▶ EXERCISE OBJECTIVE: Copy all lines below containing "ConnectionLifecycle".

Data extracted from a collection
- Opening Delimiter -
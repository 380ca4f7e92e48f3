//! Nexus MCP - client fleet for Model Context Protocol upstreams.
//!
//! This crate owns one side of the runtime's hardest plumbing: N
//! heterogeneous MCP servers, each with its own connection lifecycle,
//! health monitoring, and exponential-backoff reconnection.
//!
//! # Layers
//!
//! - [`ExponentialBackoff`]: capped backoff with cancellable waits
//! - [`HealthChecker`]: periodic keep-alive probe with a failure threshold
//! - [`ConnectionLifecycle`]: per-client state machine with a ready signal
//! - [`NexusClient`]: one upstream (streamable HTTP only); list/call
//!   tools, prompts, and resources with degrade-to-empty semantics
//! - [`ConnectionManager`]: the fleet; factory construction, concurrent
//!   connect/disconnect, status snapshots, event fan-out
//!
//! All status transitions and reconnect progress are published on the
//! [`nexus_events::EventBus`].

#![deny(unsafe_code)]
#![warn(missing_docs)]
#![deny(clippy::all)]
#![warn(unreachable_pub)]
#![deny(clippy::unwrap_used)]
#![cfg_attr(test, allow(clippy::unwrap_used, clippy::arithmetic_side_effects))]

mod client;
mod config;
mod error;
mod health;
mod lifecycle;
mod manager;
mod oauth;
mod reconnect;
mod types;

pub use client::{NexusClient, NexusClientConfig, ProgressCallback, TransportKind};
pub use config::{load_mcp_config, McpServerConfig, McpServersConfig, DEFAULT_CONFIG_PATH};
pub use error::{McpError, McpResult};
pub use health::{HealthChecker, HealthCheckerConfig, HealthProbeOperation};
pub use lifecycle::{ConnectionLifecycle, StatusCallback};
pub use manager::{ClientProvider, ConnectionManager, DefaultClientProvider};
pub use oauth::{
    InMemoryTokenStorage, OAuthCallbackState, OAuthClientConfig, OAuthTokens, TokenStorage,
    DEFAULT_CALLBACK_PORT,
};
pub use reconnect::{BackoffProgressFn, ExponentialBackoff};
pub use types::{
    PromptArgument, PromptDefinition, PromptMessage, ResourceDefinition, ResourcePayload,
    ToolCallOutcome, ToolDefinition,
};

pub use nexus_core::ConnectionStatus;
- Closing Delimiter -
▶ RESULT FOR THIS EXERCISE:
//! - [`ConnectionLifecycle`]: per-client state machine with a ready signal
pub use lifecycle::{ConnectionLifecycle, StatusCallback};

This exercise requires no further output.